Identity and access management (IAM) services provider Okta has warned of a spike in the “frequency and scale” of credential stuffing attacks aimed at online services.
These unprecedented attacks, observed over the last month, are said to be facilitated by “the broad availability of residential proxy services, lists of previously stolen credentials (‘combo lists’), and scripting tools,” the company said in an alert published Saturday.
The findings build on a recent advisory from Cisco, which cautioned of a global surge in brute-force attacks targeting various devices, including Virtual Private Network (VPN) services, web application authentication interfaces, and SSH services, since at least March 18, 2024.
“These attacks all appear to be originating from TOR exit nodes and a range of other anonymizing tunnels and proxies,” Talos noted at the time, adding targets of the attacks comprise VPN appliances from Cisco, Check Point, Fortinet, SonicWall, as well as routers from Draytek, MikroTik, and Ubiquiti.
Okta said its Identity Threat Research detected an uptick in credential stuffing activity against user accounts from April 19 to April 26, 2024, from likely similar infrastructure.
Credential stuffing is a type of cyber attack in which credentials obtained from a data breach on one service are used to attempt to sign in to another unrelated service.
Alternatively, such credentials could be extracted via phishing attacks that redirect victims to credential harvesting pages or through malware campaigns that install information stealers on compromised systems.

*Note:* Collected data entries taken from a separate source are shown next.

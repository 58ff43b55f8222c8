//! Deduplication for extracted hash collections
//!
//! Duplicate removal is an explicit policy. With it disabled every token is
//! kept, including repeats.

use ahash::RandomState;
use hashbrown::HashSet;

/// In-memory HashSet-based deduplicator
pub struct MemoryDeduplicator {
    set: HashSet<String, RandomState>,
}

impl MemoryDeduplicator {
    pub fn with_capacity(capacity: usize) -> Self {
        Self {
            set: HashSet::with_capacity_and_hasher(capacity, RandomState::new()),
        }
    }

    /// Check if item is unique and add it if so
    /// Returns true if the item is unique (not seen before)
    pub fn insert(&mut self, item: &str) -> bool {
        if self.set.contains(item) {
            return false;
        }
        self.set.insert(item.to_string())
    }

    /// Get the number of unique items
    pub fn len(&self) -> usize {
        self.set.len()
    }

    pub fn is_empty(&self) -> bool {
        self.set.is_empty()
    }
}

/// Drop repeats from `items`, keeping the first occurrence of each
///
/// Returns the number of items removed.
pub fn dedup_unsorted(items: &mut Vec<String>) -> usize {
    let before = items.len();
    let mut seen = MemoryDeduplicator::with_capacity(items.len());
    items.retain(|item| seen.insert(item));
    log::debug!("{} unique of {} hashes", seen.len(), before);
    before - items.len()
}

/// Collapse runs of equal items in an already sorted list
///
/// Returns the number of items removed.
pub fn dedup_sorted(items: &mut Vec<String>) -> usize {
    let before = items.len();
    items.dedup();
    before - items.len()
}

#[cfg(test)]
mod tests {
    use super::*;

    fn owned(items: &[&str]) -> Vec<String> {
        items.iter().map(|s| s.to_string()).collect()
    }

    #[test]
    fn test_memory_deduplicator() {
        let mut dedup = MemoryDeduplicator::with_capacity(4);
        assert!(dedup.is_empty());

        assert!(dedup.insert("D41D8CD98F00B204E9800998ECF8427E"));
        assert!(dedup.insert("0CC175B9C0F1B6A831C399E269772661"));
        assert!(!dedup.insert("D41D8CD98F00B204E9800998ECF8427E")); // Duplicate

        assert_eq!(dedup.len(), 2);
    }

    #[test]
    fn test_dedup_unsorted_keeps_first() {
        let mut items = owned(&["FF", "00", "FF", "AA", "00"]);

        assert_eq!(dedup_unsorted(&mut items), 2);
        assert_eq!(items, vec!["FF", "00", "AA"]);
    }

    #[test]
    fn test_dedup_sorted() {
        let mut items = owned(&["00", "00", "AA", "FF", "FF", "FF"]);

        assert_eq!(dedup_sorted(&mut items), 3);
        assert_eq!(items, vec!["00", "AA", "FF"]);
    }
}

“All recent attacks we have observed share one feature in common: they rely on requests being routed through anonymizing services such as TOR,” Okta said.
“Millions of the requests were also routed through a variety of residential proxies including NSOCKS, and DataImpulse.”
Residential proxies (RESIPs) refer to networks of legitimate user devices that are misused to route traffic on behalf of paying subscribers without their knowledge or consent, thereby allowing threat actors to conceal their malicious traffic.
This is typically achieved by installing proxyware tools on computers, mobile phones, or routers, effectively enrolling them into a botnet that’s then rented to customers of the service who desire to anonymize the source of their traffic.
“Sometimes a user device is enrolled in a proxy network because the user consciously chooses to download ‘proxyware’ into their device in exchange for payment or something else of value,” Okta explained.
“At other times, a user device is infected with malware without the user’s knowledge and becomes enrolled in what we would typically describe as a botnet.”
Last month, HUMAN’s Satori Threat Intelligence team revealed over two dozen malicious Android VPN apps that turn mobile devices into RESIPs by means of an embedded software development kit (SDK) that included the proxyware functionality.
“The net sum of this activity is that most of the traffic in these credential stuffing attacks appear to originate from the mobile devices and browsers of everyday users, rather than from the IP space of VPS providers,” Okta said.
To mitigate the risk of account takeovers, the company is recommending that organizations enforce users to switch to strong passwords, enable two-factor authentication (2FA), deny requests originating from locations where they don’t operate and IP addresses with poor reputation, and add support for passkeys.